Strange PIC chip on AXE091

megatoad

New Member
Hello all, I am new here.

I recently purchased a PICAXE AXE091 development board, when I powered it up for the first time there was that hot electronics smell of a toasting component, thats whan I noticed an 8 pin chip (12F508) in the 24LCxx socket that was extremely hot.

This chip appears to be a Microchips PICS microprocessor.

What was it it for?
Why would it have been in that socket?

The board obviously runs fine without the said chip and I am currently cutting my teeth successfully using the 18M2+ asupplied and a 20M2 that I bought with another kit
 

nick12ab

Senior Member
Welcome to the PICAXE Forum.

The PIC12F508 does not correspond to any PICAXE microcontroller, however it is the base PIC microcontroller used for the NKM2401 Radio Encoder/Decoder IC.

It was not meant to be in that socket and it is used with RF modules. It must have been included by accident. According to the AXE091 datasheet, the i2c EEPROM that does go there isn't included in the pakage so you haven't lost out.
 

megatoad

New Member
Thanks Nick, it explains why it toasted itself then :)

I am quite enjoying fiddling around with these again, I last played with PICS controllers 20 years ago when I wrote some switching controllers for a friend who had a business buiilding the electronics behind car stereo display stations, e.g. when you choose what stereo head / speakers/ amp/ subwoofer combinations. They used to kit out the Clarion and Pioneer demo trailers etc.

The micro controllers have come a long way since then and I just thought I would see what I can do for my model railway.

The plan is to build an indexed railway turntable for my future model railway so I am working myself up to that. Hmm its 30 years since I did my O'level in Electronics so I tend to be more a plig and play chap rather than a V=I/R chap, typical techie really :)
 

hippy

Technical Support
Staff member
@ megatoad : Did you purchase the AXE091 directly from Tech Supplies, our online store, or from somewhere else ? Do you know the date the order was placed ?

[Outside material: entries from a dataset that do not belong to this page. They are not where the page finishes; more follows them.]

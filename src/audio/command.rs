//! Commands sent from the UI thread to the audio thread via ring buffer.

/// Commands sent from the UI thread to the audio thread via ring buffer.
#[derive(Debug)]
pub enum AudioCommand {
    /// Mix a rendered strum into the playback timeline at the current
    /// cursor. Contains interleaved samples for the stream's channel count.
    Strum(Vec<f32>),

    /// Set master volume (0.0 to 1.0).
    SetVolume(f32),

    /// Silence playback and clear the timeline.
    Stop,
}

The 12F508 might have been programmed as an NKM2401 and that seems a feasible explanation.That would not have normally been supplied unless you had ordered one, and should not have been fitted in the I2C EEPROM socket if you did.

If the AXE091 did come from ourselves, please accept our apologies for that. I will make a note of the issue and I am sure we will check our stock of AXE091 boards and try and figure out why it happened.
 

Technoman

Senior Member
... it toasted ...
A bit apart from the original topic : observing that it is sometimes hard to get a perfect toasted bread, and as a toaster seems to rely only upon time, I was wondering what sort of sensor could be used in a high tech toaster, knowing the temperature constraint.
An image sensor coupled with an optical device?
 

BeanieBots

Moderator
My toaster must use optical because it won't toast bread that has already been toasted.
More annoyingly, it won't toast brown bread unless you set it to "charcoal" which is exactly what you get if you forget to put the setting back next time you put in white bread.
I think time is still probably the best overall method for a general purpose toaster.
 

BeanieBots

Moderator
Believe it or not, there does not appear to be a brand anywhere on it!
It's certainly not "high tech" in so far that it is over ten years old and I'm a "tight wad" so it would also have been cheap.
More than likely purchased from Sainsburys.